Trois voies de réflexion se présentent.
A) PREMIÈRE VOIE DE REFLEXION : QUELLE VALEUR POUR LE RÉGIME ACTUEL D'INDEMNISATION DES INFECTIONS NOSOCOMIALES ?
1 - Le régime actuel est complexe
ð L'indemnisation est tantôt supportée par la solidarité nationale pour les infections nosocomiales les plus graves (IPP supérieure à 25% ou décès) contractées dans un établissement, service ou organisme dans lesquels sont réalisés des actes individuels de prévention, de diagnostic ou de soins, tantôt par les assureurs dans les autres cas. Cette distinction n'existait pas lors de l'entrée en vigueur de la loi n° 2002-303 du 4 mars 2002 relative aux droits des malades et à la qualité du système de santé19 ( * ). Elle a été introduite par la loi n° 2002-1577 du 30 décembre 2002 relative à la responsabilité civile médicale.
ð Il existe des incertitudes quant à la date d'entrée en application de la loi précitée du 30 décembre 2002. La règle du transfert de la charge financière des infections nosocomiales les plus graves à la solidarité nationale a-t-elle ou non une portée rétroactive ? En d'autres termes, s'applique-t-elle aux infections nosocomiales contractées après le 5 septembre 2001 ou de manière plus restrictive aux seules infections nosocomiales survenues après le 1er janvier 2003 ? A ce jour, aucune réponse certaine n'a été apportée ; la jurisprudence est d'ailleurs partagée.
ð Lorsque la responsabilité de l'établissement ou du professionnel de santé n'est pas engagée, le patient peut saisir la CRCI qui renvoie l'affaire sur l'ONIAM. Attention, seuls les dommages présentant un certain caractère de gravité sont indemnisés (IPP supérieure à 24%, décès, incapacité temporaire de travail d'au moins 6 mois consécutifs,...) à ce titre. Ce seuil correspond à ce qui vient d'être dit pour la solidarité nationale.
ð Ainsi, du point de vue de la victime , la procédure d'indemnisation est difficile à appréhender . Trois situations au minimum sont à distinguer.
§ La responsabilité de l'établissement de santé est engagée : le patient aura pour son indemnisation comme référent soit l'ONIAM (après saisine préalable de la CRCI) pour les infections nosocomiales les plus graves, soit l'assureur de l'établissement de santé dans les autres cas. Il peut également saisir le juge.
§ La responsabilité d'un professionnel de santé est engagée : le patient devra solliciter l'assureur du professionnel de santé. Il peut aussi saisir le juge.

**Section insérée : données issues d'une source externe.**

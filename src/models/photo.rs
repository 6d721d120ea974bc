//! Stored images and listing pages as reported by the media store, plus the
//! JSON bodies the gateway sends back.

use chrono::{DateTime, Utc};
use serde::{Deserialize, Serialize};

/// An image hosted by the media store. The gateway never keeps a copy.
#[derive(Serialize, Deserialize, Clone, Debug, PartialEq)]
pub struct StoredImage {
    /// HTTPS URL assigned by the store.
    pub secure_url: String,

    /// Store identifier, when reported.
    #[serde(default)]
    pub public_id: Option<String>,

    /// Creation time, when reported.
    #[serde(default)]
    pub created_at: Option<DateTime<Utc>>,
}

/// Parameters for one page of the gallery listing.
#[derive(Clone, Debug, PartialEq, Eq)]
pub struct ListQuery {
    /// Only resources whose public id starts with this prefix.
    pub prefix: String,
    pub max_results: usize,
    /// Opaque cursor from a previous page.
    pub next_cursor: Option<String>,
    /// Sort by creation time, newest first.
    pub newest_first: bool,
}

/// A batch of stored images and the store's continuation cursor.
#[derive(Clone, Debug, Default, PartialEq)]
pub struct ListingPage {
    pub images: Vec<StoredImage>,
    pub next_cursor: Option<String>,
}

/// `{"message": ...}`
#[derive(Serialize, Deserialize, Debug)]
pub struct MessageResponse {
    pub message: String,
}

/// Body returned by `POST /upload` on success.
#[derive(Serialize, Deserialize, Debug)]
pub struct UploadResponse {
    pub message: String,
    pub url: String,
}

/// Body returned by `GET /photos`. `next_cursor` serializes as `null` once
/// the listing is exhausted.
#[derive(Serialize, Deserialize, Debug, PartialEq)]
pub struct PhotosResponse {
    pub photos: Vec<String>,
    pub next_cursor: Option<String>,
}

impl From<ListingPage> for PhotosResponse {
    fn from(page: ListingPage) -> Self {
        Self {
            photos: page.images.into_iter().map(|img| img.secure_url).collect(),
            next_cursor: page.next_cursor,
        }
    }
}
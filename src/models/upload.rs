//! Describes an image submitted by a client and where it will be stored.

use bytes::Bytes;
use std::fmt;

/// Root folder in the media store that holds every gallery upload.
pub const GALLERY_ROOT: &str = "wedding-gallery";

/// Tag used when a request carries no usable event label.
pub const DEFAULT_EVENT_TAG: &str = "other";

/// Extensions accepted when the allow-list check is enabled (lowercase).
pub const ALLOWED_EXTENSIONS: [&str; 5] = ["png", "jpg", "jpeg", "webp", "heic"];

/// Sanitized event label that partitions uploads into sub-folders.
///
/// Only ASCII letters, digits and `-` survive sanitization, so the tag is
/// always a single safe path segment.
#[derive(Clone, Debug, PartialEq, Eq)]
pub struct EventTag(String);

impl EventTag {
    /// Build a tag from an untrusted label. Absent or fully stripped labels
    /// fall back to [`DEFAULT_EVENT_TAG`].
    pub fn sanitize(raw: Option<&str>) -> Self {
        let cleaned: String = raw
            .unwrap_or_default()
            .chars()
            .filter(|c| c.is_ascii_alphanumeric() || *c == '-')
            .collect();

        if cleaned.is_empty() {
            Self(DEFAULT_EVENT_TAG.to_string())
        } else {
            Self(cleaned)
        }
    }

    pub fn as_str(&self) -> &str {
        &self.0
    }

    /// Store folder for this tag: `wedding-gallery/<tag>`.
    pub fn folder(&self) -> String {
        format!("{}/{}", GALLERY_ROOT, self.0)
    }
}

impl fmt::Display for EventTag {
    fn fmt(&self, f: &mut fmt::Formatter<'_>) -> fmt::Result {
        f.write_str(&self.0)
    }
}

/// An image as received from the multipart form, before validation.
#[derive(Clone, Debug)]
pub struct ImageUpload {
    /// Client-declared filename of the `image` part.
    pub filename: String,

    /// Declared MIME type, if the client sent one.
    pub content_type: Option<String>,

    /// Raw image bytes.
    pub data: Bytes,

    /// Free-text event label from the `event` field.
    pub event: Option<String>,
}

impl ImageUpload {
    /// Lowercased extension of the declared filename, if any.
    pub fn extension(&self) -> Option<String> {
        file_extension(&self.filename)
    }
}

/// Payload handed to the media store once validation (and optional
/// normalization) succeeded.
#[derive(Clone, Debug)]
pub struct StorePayload {
    pub filename: String,
    pub content_type: Option<String>,
    pub data: Bytes,
}

/// Extract the lowercased extension of `filename`, ignoring any directory
/// components a client may have included.
pub fn file_extension(filename: &str) -> Option<String> {
    let name = filename.rsplit(['/', '\\']).next().unwrap_or(filename);
    let (stem, ext) = name.rsplit_once('.')?;
    if stem.is_empty() || ext.is_empty() {
        return None;
    }
    Some(ext.to_ascii_lowercase())
}

/// Whether `filename` carries one of the [`ALLOWED_EXTENSIONS`].
pub fn is_allowed_extension(filename: &str) -> bool {
    file_extension(filename)
        .map(|ext| ALLOWED_EXTENSIONS.contains(&ext.as_str()))
        .unwrap_or(false)
}

#[cfg(test)]
mod tests {
    use super::*;

    #[test]
    fn sanitize_strips_everything_but_alphanumerics_and_hyphens() {
        let tag = EventTag::sanitize(Some("Haldi & Mehndi/../night-2"));
        assert_eq!(tag.as_str(), "HaldiMehndinight-2");
    }

    #[test]
    fn sanitize_defaults_to_other() {
        assert_eq!(EventTag::sanitize(None).as_str(), DEFAULT_EVENT_TAG);
        assert_eq!(EventTag::sanitize(Some("")).as_str(), DEFAULT_EVENT_TAG);
        assert_eq!(EventTag::sanitize(Some("  ./ ")).as_str(), DEFAULT_EVENT_TAG);
    }

    #[test]
    fn sanitize_drops_non_ascii_letters() {
        assert_eq!(EventTag::sanitize(Some("sangeet-ñ-日本")).as_str(), "sangeet--");
    }

    #[test]
    fn sanitize_is_idempotent() {
        let inputs = [
            "haldi",
            "Reception 2024!",
            "../../etc/passwd",
            "",
            "---",
            "émoji 🎉 party",
        ];
        for input in inputs {
            let once = EventTag::sanitize(Some(input));
            let twice = EventTag::sanitize(Some(once.as_str()));
            assert_eq!(once, twice, "input {:?}", input);
            assert!(
                once.as_str()
                    .chars()
                    .all(|c| c.is_ascii_alphanumeric() || c == '-')
            );
        }
    }

    #[test]
    fn folder_is_rooted_in_gallery() {
        assert_eq!(
            EventTag::sanitize(Some("haldi")).folder(),
            "wedding-gallery/haldi"
        );
        assert_eq!(EventTag::sanitize(None).folder(), "wedding-gallery/other");
    }

    #[test]
    fn extensions_are_case_insensitive() {
        assert!(is_allowed_extension("IMG_0001.JPG"));
        assert!(is_allowed_extension("photo.heic"));
        assert!(is_allowed_extension("dir/photo.webp"));
        assert!(!is_allowed_extension("animation.gif"));
        assert!(!is_allowed_extension("noextension"));
        assert!(!is_allowed_extension(".png"));
        assert!(!is_allowed_extension("trailing."));
    }
}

Lorsque la responsabilité de l'établissement ou du professionnel de santé n'est pas engagée et que l'ONIAM refuse la prise en charge financière du préjudice consécutif à l'infection nosocomiale, le patient peut saisir la juridiction compétente. Mais, si celle-ci confirme la décision de l'ONIAM, aucune indemnisation ne sera versée à la victime, sauf si celle-ci avait souscrit une assurance personnelle couvrant ce risque.
2 - Le régime actuel est source d'inégalité
Le mécanisme de responsabilité applicable à l'infection nosocomiale n'est pas commun à toutes les formes de prise en charge. Des différences de traitement subsistent pour les professionnels et établissements de santé ainsi que pour les patients.

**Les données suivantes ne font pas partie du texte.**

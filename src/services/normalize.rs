//! Optional server-side image normalization.
//!
//! Decodes the upload, flattens any alpha channel onto white, bounds the
//! longest side to [`MAX_DIMENSION`] and re-encodes as JPEG. All functions
//! here are blocking; callers run them through `spawn_blocking`.

use image::{
    ImageError, Rgb, RgbImage,
    codecs::jpeg::JpegEncoder,
    imageops::{self, FilterType},
};
use thiserror::Error;

/// Longest side allowed after normalization, in pixels.
pub const MAX_DIMENSION: u32 = 1920;

/// JPEG quality used for re-encoding.
pub const JPEG_QUALITY: u8 = 90;

#[derive(Debug, Error)]
pub enum NormalizeError {
    #[error("payload is not a decodable image: {0}")]
    Decode(#[source] ImageError),
    #[error("failed to encode normalized image: {0}")]
    Encode(#[source] ImageError),
}

/// Result of a successful normalization.
#[derive(Debug)]
pub struct NormalizedImage {
    pub data: Vec<u8>,
    pub width: u32,
    pub height: u32,
}

/// Decode, flatten, downscale and re-encode `data` as JPEG.
pub fn normalize_image(data: &[u8]) -> Result<NormalizedImage, NormalizeError> {
    let decoded = image::load_from_memory(data).map_err(NormalizeError::Decode)?;

    let flattened = if decoded.color().has_alpha() {
        flatten_on_white(&decoded.to_rgba8())
    } else {
        decoded.to_rgb8()
    };

    let (width, height) = bounded_dimensions(flattened.width(), flattened.height(), MAX_DIMENSION);
    let resized = if (width, height) == flattened.dimensions() {
        flattened
    } else {
        imageops::resize(&flattened, width, height, FilterType::Lanczos3)
    };

    let mut out = Vec::new();
    JpegEncoder::new_with_quality(&mut out, JPEG_QUALITY)
        .encode_image(&resized)
        .map_err(NormalizeError::Encode)?;

    Ok(NormalizedImage {
        data: out,
        width,
        height,
    })
}

/// Composite an RGBA image over an opaque white background.
pub fn flatten_on_white(rgba: &image::RgbaImage) -> RgbImage {
    let mut out = RgbImage::new(rgba.width(), rgba.height());
    for (x, y, pixel) in rgba.enumerate_pixels() {
        let [r, g, b, a] = pixel.0;
        let alpha = u16::from(a);
        let blend = |c: u8| -> u8 {
            let value = u16::from(c) * alpha + 255 * (255 - alpha);
            ((value + 127) / 255) as u8
        };
        out.put_pixel(x, y, Rgb([blend(r), blend(g), blend(b)]));
    }
    out
}

/// Scale `(width, height)` down so neither side exceeds `max`, keeping the
/// aspect ratio. Images already within bounds are left alone.
pub fn bounded_dimensions(width: u32, height: u32, max: u32) -> (u32, u32) {
    if width <= max && height <= max {
        return (width, height);
    }

    let scale = f64::from(max) / f64::from(width.max(height));
    let scaled = |side: u32| -> u32 {
        ((f64::from(side) * scale).round() as u32).clamp(1, max)
    };
    (scaled(width), scaled(height))
}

ð Du point de vue des établissements et des professionnels de santé
La responsabilité des établissements de santé , qu'ils soient publics ou privés, est automatique, sauf preuve de la cause étrangère. Il y a un renversement de la charge de la preuve. Il incombe à la structure concernée d'apporter cette preuve pour s'exonérer de sa responsabilité.
En pratique, la cause étrangère est très difficile à démontrer. Il faut par exemple parvenir à soutenir avec succès que le patient était déjà porteur d'un germe lors de son arrivée dans l'établissement. C'est d'ailleurs pour cette raison que les établissements réalisent de plus en plus de prélèvements systématiques à l'admission du patient dans la structure.
Dans ces conditions, les assureurs et les établissements qu'ils représentent sont confrontés à une impossibilité presque absolue de s'exonérer de leur responsabilité . D'ailleurs, le triplement du coût des infections nosocomiales pour la S.H.A.M. depuis 2002 (date de mise en oeuvre du nouveau régime) ainsi que l'accroissement important du nombre d'indemnisations accordées par l'ONIAM illustrent certainement ce point.
Ce dispositif est d'autant plus pénalisant que la S.H.A.M. considère que 50% des infections nosocomiales contractées à l'hôpital sont inévitables, quelles que soient les mesures préventives déployées. Beaucoup d'infections survenant lors ou à la suite d'un séjour dans un établissement de santé ont pour origine, non pas l'hospitalisation, mais l'état de santé du patient ou les germes présents dans son organisme mais habituellement inoffensifs (cas spécifique des infections endogènes).
Quant aux professionnels de santé libéraux exerçant en cabinet, le régime de droit commun de la responsabilité est retenu. La responsabilité est engagée uniquement en cas de faute du professionnel concerné.
ð Du point de vue du patient
Le patient victime d'une infection nosocomiale contractée dans un établissement de santé est dans une situation privilégiée , puisqu'il n'a pas à apporter la preuve de la faute.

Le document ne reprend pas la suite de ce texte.